熔断降级

熔断降级是微服务架构保护服务的重要机制，当服务故障或响应过慢时，快速失败并返回默认值，避免故障扩散导致整个系统雪崩。

为什么需要熔断降级

服务雪崩：服务 A 调用服务 B，服务 B 响应慢或故障，服务 A 的线程池被占满，服务 A 也无法响应，故障向上扩散，最终整个系统不可用。

资源耗尽：服务响应慢，客户端不断重试，服务负载增加，最终资源耗尽。

熔断降级的目标：快速失败，避免等待无响应的服务。返回默认值，保证核心功能可用。自动恢复，服务恢复后自动切换回正常调用。

熔断器模式

熔断器模式源自电路熔断器，当检测到故障率达到阈值时，打开熔断器，快速失败。一段时间后，熔断器进入半开状态，允许少量请求通过，如果请求成功则关闭熔断器，否则继续打开。

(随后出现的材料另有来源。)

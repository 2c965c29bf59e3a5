// Dweve MSC - SocialCalc save format validator
//
// Copyright (c) 2025 Dweve IP B.V. and individual contributors.
//
// SPDX-License-Identifier: Apache-2.0
//
// Licensed under the Apache License, Version 2.0 (the "License");
// you may not use this file except in compliance with the License.
// You may obtain a copy of the License in the LICENSE file at the
// root of this repository or at: http://www.apache.org/licenses/LICENSE-2.0
//
// Unless required by applicable law or agreed to in writing, software
// distributed under the License is distributed on an "AS IS" BASIS,
// WITHOUT WARRANTIES OR CONDITIONS OF ANY KIND, either express or implied.
// See the License for the specific language governing permissions and
// limitations under the License.

//! End-to-end validation scenarios.

use msc_core::{
    validate, validate_with_options, Level, Severity, StyleCounts, ValidationLevel, ValidatorOptions,
};

const WELL_FORMED: &str = "\
version:1.5
sheet:c:3:r:4:w:80:h:20
col:A:w:100
row:1:h:25
font:1:normal bold 12pt Arial
font:2:* 14pt *
color:1:rgb(0,0,0)
color:2:#FFFFFF
border:1:1px solid rgb(0,0,0)
layout:1:padding:2px 2px 2px 2px;vertical-align:top;
cellformat:1:center
valueformat:1:#,##0.00
cell:A1:t:Item:f:1:c:1:bg:2:cf:1
cell:A2:v:10:ntvf:1:l:1
cell:A3:v:20:b:1:0:1:0
cell:A4:vtf:n:30:SUM(A2\\cA3)
name:TOTAL:A4
";

// =============================================================================
// Basic scenarios
// =============================================================================

#[test]
fn test_minimal_document_is_valid() {
    let result = validate("version:1.5\ncell:A1:v:10");
    assert!(result.valid);
    assert_eq!(result.cells, 1);
    assert_eq!(result.formulas, 0);
    assert_eq!(result.error_count, 0);
    assert_eq!(result.warning_count, 0);
}

#[test]
fn test_missing_version_is_single_syntax_error() {
    let result = validate("cell:A1:v:10");
    assert!(!result.valid);
    assert_eq!(result.error_count, 1);
    assert_eq!(result.errors[0].level(), Level::Syntax);
    assert_eq!(result.warning_count, 0);
}

#[test]
fn test_undefined_font_is_semantic_error() {
    let result = validate("version:1.5\ncell:A1:f:9");
    assert!(!result.valid);
    assert_eq!(result.error_count, 1);
    assert_eq!(result.errors[0].level(), Level::Semantic);
    assert!(result.errors[0].message().contains("font 9"));
    assert_eq!(result.errors[0].line(), 2);
}

#[test]
fn test_self_referencing_formula_is_logic_error() {
    let result = validate("version:1.5\ncell:A1:vtf:n:5:=A1");
    assert!(!result.valid);
    assert_eq!(result.error_count, 1);
    assert_eq!(result.errors[0].level(), Level::Logic);
    assert!(result.errors[0].message().contains("Circular reference"));
    assert!(result.errors[0].message().contains("A1"));
    assert_eq!(result.formulas, 1);
}

#[test]
fn test_undefined_borders_except_zero() {
    let result = validate("version:1.5\ncell:A1:b:1:2:3:0");
    assert_eq!(result.error_count, 3);
    assert!(result.errors.iter().all(|d| d.level() == Level::Semantic));
    let sides: Vec<_> = result
        .errors
        .iter()
        .map(|d| d.message().split_whitespace().nth(2).unwrap_or_default().to_string())
        .collect();
    assert_eq!(sides, vec!["top", "right", "bottom"]);
}

#[test]
fn test_unknown_attribute_warning_and_strict_error() {
    let text = "version:1.5\ncell:A1:zz:foo";

    let lenient = validate(text);
    assert!(lenient.valid);
    assert_eq!(lenient.warning_count, 1);
    assert_eq!(lenient.warnings[0].level(), Level::Syntax);
    assert_eq!(lenient.warnings[0].severity(), Severity::Warning);

    let strict = validate_with_options(text, ValidatorOptions::builder().strict(true).build());
    assert!(!strict.valid);
    assert_eq!(strict.error_count, 1);
    assert_eq!(strict.warning_count, 0);
    assert_eq!(strict.errors[0].level(), Level::Syntax);
    assert_eq!(strict.errors[0].severity(), Severity::Error);
}

// =============================================================================
// Complete documents
// =============================================================================

#[test]
fn test_well_formed_document() {
    let result = validate(WELL_FORMED);
    assert!(result.valid, "{:?}", result.errors);
    assert_eq!(result.warning_count, 0, "{:?}", result.warnings);
    assert_eq!(result.cells, 4);
    assert_eq!(result.formulas, 1);
    assert_eq!(result.stats.lines_processed, 17);
    assert_eq!(result.stats.syntax_checks, 17);
    assert_eq!(result.stats.semantic_checks, 8);
    // two references, two DFS edges, one range
    assert_eq!(result.stats.logic_checks, 5);
    assert_eq!(
        result.style_definitions,
        StyleCounts {
            fonts: 2,
            colors: 2,
            borders: 1,
            layouts: 1,
            cellformats: 1,
            valueformats: 1,
        }
    );
}

#[test]
fn test_diagnostics_from_every_level() {
    let text = "\
version:1.5
font:1:normal bold 12pt Arial
cell:A1:v:ten
cell:A2:f:2
cell:A3:vtf:n:0:A4+Z99
cell:A4:vtf:n:0:A3
";
    let result = validate(text);
    assert!(!result.valid);

    let levels: Vec<_> = result.errors.iter().map(|d| (d.line(), d.level())).collect();
    assert_eq!(
        levels,
        vec![(3, Level::Syntax), (4, Level::Semantic), (5, Level::Logic)]
    );
    assert_eq!(
        result.errors[2].message(),
        "Circular reference detected: A3 → A4 → A3"
    );
    assert_eq!(result.warning_count, 1);
    assert_eq!(
        result.warnings[0].message(),
        "Cell A3: formula references undefined cell Z99"
    );
}

#[test]
fn test_early_close_paren_reports_only_imbalance() {
    let result = validate("version:1.5\ncell:A1:v:1\ncell:B1:vtf:n:1:A1)+FOO(A1");
    assert_eq!(result.error_count, 1);
    assert_eq!(
        result.errors[0].message(),
        "Cell B1: unbalanced parentheses in formula"
    );
    assert_eq!(result.errors[0].line(), 3);
    assert!(result.warnings.iter().all(|d| d.level() != Level::Semantic));
}

#[test]
fn test_redeclared_cell_replaces_earlier() {
    let result = validate("version:1.5\ncell:A1:vtf:n:1:B1\ncell:B1:v:1\ncell:A1:v:2");
    assert!(result.valid);
    assert_eq!(result.cells, 2);
    assert_eq!(result.formulas, 0);
    assert_eq!(result.stats.logic_checks, 0);
}

#[test]
fn test_validation_levels() {
    let text = "version:1.5\ncell:A1:f:9:vtf:n:1:A1";

    let syntax = validate_with_options(text, ValidatorOptions::for_level(ValidationLevel::Syntax));
    assert!(syntax.valid);

    let semantic = validate_with_options(text, ValidatorOptions::for_level(ValidationLevel::Semantic));
    assert_eq!(semantic.error_count, 1);
    assert_eq!(semantic.errors[0].level(), Level::Semantic);

    let all = validate_with_options(text, ValidatorOptions::for_level(ValidationLevel::Logic));
    assert_eq!(all.error_count, 2);
    assert_eq!(all.errors[1].level(), Level::Logic);
}

#[test]
fn test_syntax_level_disabled_skips_cell_grammar() {
    let text = "version:1.5\nsheet:recalc:maybe\nbogus:1\ncell:A1:f:9:vtf:n:1:A1\ncell:a1:v:1";
    let options = ValidatorOptions::builder().syntax(false).build();
    let result = validate_with_options(text, options);

    // cells are registered as written, without attributes
    assert_eq!(result.cells, 2);
    assert_eq!(result.formulas, 0);
    assert_eq!(result.error_count, 1);
    assert_eq!(result.errors[0].level(), Level::Syntax);
    assert_eq!(result.errors[0].line(), 2);
    assert_eq!(result.warning_count, 1);
    assert_eq!(result.warnings[0].message(), "Unknown line type: bogus");
    assert_eq!(result.stats.syntax_checks, 3);
    assert_eq!(result.stats.semantic_checks, 0);
    assert_eq!(result.stats.logic_checks, 0);
}

// =============================================================================
// Limits and strict mode
// =============================================================================

#[test]
fn test_max_errors_stops_line_pass() {
    let mut text = String::from("version:1.5\n");
    for row in 1..=50 {
        text.push_str(&format!("cell:a{}:v:1\n", row));
    }

    let result = validate_with_options(&text, ValidatorOptions::builder().max_errors(10).build());
    assert_eq!(result.error_count, 10);
    assert_eq!(result.stats.lines_processed, 11);
    assert_eq!(result.stats.syntax_checks, 11);
}

#[test]
fn test_max_errors_does_not_stop_logic_pass() {
    let text = "version:1.5\ncell:B1:vtf:n:1:B1\ncell:A1:v:x\ncell:C1:v:y";
    let result = validate_with_options(text, ValidatorOptions::builder().max_errors(1).build());
    assert_eq!(result.stats.lines_processed, 3);
    assert_eq!(result.cells, 2);
    // the cutoff bounds the line pass only; the cycle is still reported
    assert_eq!(result.error_count, 2);
    assert_eq!(result.errors[1].level(), Level::Logic);
}

#[test]
fn test_strict_mode_arithmetic() {
    let text = "\
version:2.0
cell:A1:zz:1
cell:A2:vtf:n:1:B9
cell:A3:f:7
layout:1:margin:0
foo:bar
";
    let lenient = validate(text);
    let strict = validate_with_options(text, ValidatorOptions::builder().strict(true).build());

    assert_eq!(lenient.error_count, 1);
    assert_eq!(lenient.warning_count, 5);
    assert_eq!(strict.error_count, lenient.error_count + lenient.warning_count);
    assert_eq!(strict.warning_count, 0);
    assert_eq!(strict.stats, lenient.stats);
}

#[test]
fn test_repeated_runs_are_identical() {
    let first = validate(WELL_FORMED);
    let second = validate(WELL_FORMED);
    assert_eq!(first, second);

    let broken = "version:1.5\ncell:A1:vtf:n:1:B1\ncell:B1:vtf:n:1:A1\ncell:C1:zz:1";
    assert_eq!(validate(broken), validate(broken));
}
// Dweve MSC - SocialCalc save format validator
//
// Copyright (c) 2025 Dweve IP B.V. and individual contributors.
//
// SPDX-License-Identifier: Apache-2.0
//
// Licensed under the Apache License, Version 2.0 (the "License");
// you may not use this file except in compliance with the License.
// You may obtain a copy of the License in the LICENSE file at the
// root of this repository or at: http://www.apache.org/licenses/LICENSE-2.0
//
// Unless required by applicable law or agreed to in writing, software
// distributed under the License is distributed on an "AS IS" BASIS,
// WITHOUT WARRANTIES OR CONDITIONS OF ANY KIND, either express or implied.
// See the License for the specific language governing permissions and
// limitations under the License.

//! Formula codec.
//!
//! Formulas are stored in `vtf` attributes with the save format's line
//! escapes applied (`\c` for `:`, `\n` for newline, `\b` for backslash).
//! This module decodes them and pulls out the cell references and ranges
//! the logic pass needs. Nothing here evaluates a formula.

/// Spreadsheet function names accepted by the basic syntax check.
pub const KNOWN_FUNCTIONS: &[&str] = &[
    "ABS", "ACOS", "AND", "ASIN", "ATAN", "ATAN2", "AVERAGE", "CHOOSE", "COS", "COUNT",
    "COUNTA", "COUNTBLANK", "COUNTIF", "DATE", "DAY", "DDB", "DEGREES", "EVEN", "EXACT",
    "EXP", "FACT", "FALSE", "FIND", "FV", "HLOOKUP", "HOUR", "IF", "INDEX", "INT", "IRR",
    "ISBLANK", "ISERR", "ISERROR", "ISLOGICAL", "ISNA", "ISNONTEXT", "ISTEXT", "LEFT",
    "LEN", "LN", "LOG", "LOG10", "LOWER", "MATCH", "MAX", "MID", "MIN", "MINUTE", "MOD",
    "MONTH", "N", "NA", "NPER", "NPV", "NOW", "ODD", "OR", "PI", "PMT", "POWER", "PRODUCT",
    "PROPER", "PV", "RADIANS", "RATE", "REPLACE", "REPT", "RIGHT", "ROUND", "ROWS",
    "COLUMNS", "SECOND", "SIN", "SLN", "SQRT", "STDEV", "STDEVP", "SUBSTITUTE", "SUM",
    "SUMIF", "SYD", "T", "TAN", "TIME", "TODAY", "TRUE", "TRUNC", "UPPER", "VALUE", "VAR",
    "VARP", "VLOOKUP", "WEEKDAY", "YEAR",
];

/// Decode a formula from its escaped save-format form.
///
/// Escapes are applied in order: `\c` to `:`, `\n` to newline, `\b` to `\`.
///
/// # Examples
///
/// ```
/// use msc_core::formula::decode;
///
/// assert_eq!(decode("SUM(A1\\cA3)"), "SUM(A1:A3)");
/// ```
pub fn decode(raw: &str) -> String {
    raw.replace("\\c", ":")
        .replace("\\n", "\n")
        .replace("\\b", "\\")
}

/// Escape text for a single save-format token; the inverse of [`decode`].
pub fn encode(text: &str) -> String {
    let mut out = String::with_capacity(text.len());
    for ch in text.chars() {
        match ch {
            '\\' => out.push_str("\\b"),
            ':' => out.push_str("\\c"),
            '\n' => out.push_str("\\n"),
            other => out.push(other),
        }
    }
    out
}

#[inline]
fn is_word_byte(b: u8) -> bool {
    b.is_ascii_alphanumeric() || b == b'_'
}

/// Length of a `[A-Z]+[0-9]+` match starting at `bytes[0]`, if any.
///
/// Both runs are taken greedily: a shorter letter run is always followed by
/// another letter and a shorter digit run by another digit, so backtracking
/// can never produce a different match.
fn coord_len(bytes: &[u8]) -> Option<usize> {
    let letters = bytes.iter().take_while(|b| b.is_ascii_uppercase()).count();
    if letters == 0 {
        return None;
    }
    let digits = bytes[letters..]
        .iter()
        .take_while(|b| b.is_ascii_digit())
        .count();
    (digits > 0).then_some(letters + digits)
}

/// Extract every cell reference in a formula, first to last, duplicates kept.
///
/// A reference is a whole word (`[A-Za-z0-9_]` run) of the form
/// `[A-Z]+[0-9]+`, so `A1` is found in `=A1+B2` but not in `xA1` or `A1x`.
///
/// # Examples
///
/// ```
/// use msc_core::formula::extract_refs;
///
/// assert_eq!(extract_refs("=SUM(A1:A3)+A1"), vec!["A1", "A3", "A1"]);
/// ```
pub fn extract_refs(formula: &str) -> Vec<&str> {
    let bytes = formula.as_bytes();
    let mut refs = Vec::new();
    let mut i = 0;

    while i < bytes.len() {
        if !is_word_byte(bytes[i]) {
            i += 1;
            continue;
        }
        let start = i;
        while i < bytes.len() && is_word_byte(bytes[i]) {
            i += 1;
        }
        if coord_len(&bytes[start..i]) == Some(i - start) {
            refs.push(&formula[start..i]);
        }
    }

    refs
}

/// Extract every `coord:coord` range in a formula, first to last.
///
/// Both endpoints must have the coordinate shape, so numeric colon runs such
/// as `1:2:3` are never reported. Matches do not overlap.
///
/// # Examples
///
/// ```
/// use msc_core::formula::extract_ranges;
///
/// assert_eq!(extract_ranges("=SUM(A1:B2)+1:2"), vec!["A1:B2"]);
/// ```
pub fn extract_ranges(formula: &str) -> Vec<&str> {
    let bytes = formula.as_bytes();
    let mut ranges = Vec::new();
    let mut i = 0;

    while i < bytes.len() {
        let matched = coord_len(&bytes[i..]).and_then(|first| {
            let colon = i + first;
            if bytes.get(colon) != Some(&b':') {
                return None;
            }
            coord_len(&bytes[colon + 1..]).map(|second| colon + 1 + second)
        });

        match matched {
            Some(end) => {
                ranges.push(&formula[i..end]);
                i = end;
            }
            None => i += 1,
        }
    }

    ranges
}

/// A problem found by [`check_basic_syntax`].
#[derive(Debug, Clone, PartialEq, Eq)]
pub enum FormulaIssue {
    /// Parentheses do not balance (a `)` without opener, or openers left over).
    UnbalancedParentheses,
    /// A `NAME(` call whose name is not in [`KNOWN_FUNCTIONS`].
    UnknownFunction(String),
}

/// Names of every `NAME(` call in a formula, allowing whitespace before `(`.
fn function_calls(formula: &str) -> Vec<&str> {
    let bytes = formula.as_bytes();
    let mut names = Vec::new();
    let mut i = 0;

    while i < bytes.len() {
        if !bytes[i].is_ascii_uppercase() {
            i += 1;
            continue;
        }
        let start = i;
        while i < bytes.len() && bytes[i].is_ascii_uppercase() {
            i += 1;
        }
        let name_end = i;
        let rest = &formula[name_end..];
        let trimmed = rest.trim_start();
        if trimmed.starts_with('(') {
            names.push(&formula[start..name_end]);
            i = name_end + (rest.len() - trimmed.len()) + 1;
        }
    }

    names
}

/// Check parenthesis balance and function names.
///
/// Balance is checked first; an imbalance is reported once. A `)` without a
/// matching `(` stops the check there. Function names are compared
/// case-sensitively against [`KNOWN_FUNCTIONS`].
pub fn check_basic_syntax(formula: &str) -> Vec<FormulaIssue> {
    let mut issues = Vec::new();

    let mut depth: i64 = 0;
    for ch in formula.chars() {
        match ch {
            '(' => depth += 1,
            ')' => depth -= 1,
            _ => {}
        }
        // a close before its open ends the check
        if depth < 0 {
            return vec![FormulaIssue::UnbalancedParentheses];
        }
    }
    if depth != 0 {
        issues.push(FormulaIssue::UnbalancedParentheses);
    }

    for name in function_calls(formula) {
        if !KNOWN_FUNCTIONS.contains(&name) {
            issues.push(FormulaIssue::UnknownFunction(name.to_string()));
        }
    }

    issues
}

熔断器状态：关闭（Closed，正常请求）、打开（Open，快速失败）、半开（Half-Open，尝试恢复）。

熔断器的实现：记录请求的成功和失败次数，计算失败率。失败率超过阈值（如 50%）且请求数超过最小阈值（如 10 次），则打开熔断器。熔断器打开一段时间后（如 1 分钟），进入半开状态，允许少量请求（如 3 次）通过，如果请求成功则关闭熔断器，否则继续打开。

熔断器的核心参数

失败率阈值：失败率达到多少时打开熔断器，如 50%。

最小请求数：请求数达到多少时才开始计算失败率，避免早期请求影响判断，如 10 次。

熔断时长：熔断器打开后多久进入半开状态，如 1 分钟。

半开请求数：半开状态允许通过的请求数，如 3 次。

超时时间：请求超过多久视为失败，如 3 秒。

降级策略

默认值：返回默认值，如空列表、空对象、固定值。

缓存：返回缓存的响应，如 Redis 缓存的响应。

本地兜底：执行本地逻辑，如查询本地数据库。

快速失败：直接返回错误，不执行任何逻辑。

主流熔断器实现

Hystrix

Hystrix 是 Netflix 开源的熔断降级库，已停止维护。

Hystrix 的特性：熔断器、线程池隔离、信号量隔离、请求缓存、请求合并。

Hystrix 的问题：停止维护、性能较差（基于线程池）、配置复杂。

Sentinel

Sentinel 是阿里开源的流量防卫组件，提供熔断降级、限流、系统保护。

Sentinel 的特性：熔断降级（支持慢调用比例、异常比例、异常数）、限流（QPS、并发线程数）、系统保护（CPU、RT、线程数）、实时监控（控制台实时监控）。

Sentinel 的优势：性能高（基于滑动窗口）、实时监控、规则动态配置、生态完善（Spring Cloud Alibaba、Dubbo）。

Sentinel 的模式：匀速排队（QPS 限流）、冷启动（慢慢增加流量）、拒绝策略（直接拒绝、Warm Up）。

Resilience4j

Resilience4j 是受 Hystrix 启发的容错库，提供熔断器、限流、重试、舱壁隔离。

Resilience4j 的特性：轻量级、模块化、性能高、维护活跃。

Resilience4j 的模块：CircuitBreaker（熔断器）、RateLimiter（限流）、Retry（重试）、Bulkhead（舱壁隔离）、Timelimiter（超时限制）。

舱壁隔离

舱壁隔离源自船舱的舱壁，将资源隔离，避免单个服务的问题影响整个系统。

线程池隔离：每个服务使用独立的线程池，线程池满后拒绝请求，避免服务间相互影响。

信号量隔离：每个服务限制并发请求数，并发数达到上限后拒绝请求，实现简单但无法超时。

熔断降级的最佳实践

设置合理的阈值：失败率阈值不宜过高（如 50%），最小请求数不宜过低（如 10 次），避免误判。

设置合理的超时：超时时间应大于服务正常响应时间，避免超时熔断。

设置合理的熔断时长：熔断时长不宜过短（如 1 分钟），避免频繁切换。

降级逻辑要简单：降级逻辑不应依赖其他服务，避免降级失败。

降级逻辑要有默认值：降级时返回默认值，保证核心功能可用。

监控熔断状态：监控熔断器的状态变化，及时发现异常。

定期演练：定期进行熔断演练，验证降级逻辑的有效性。

熔断降级是保护服务的重要手段，理解熔断器的原理和权衡，有助于设计合适的容错方案。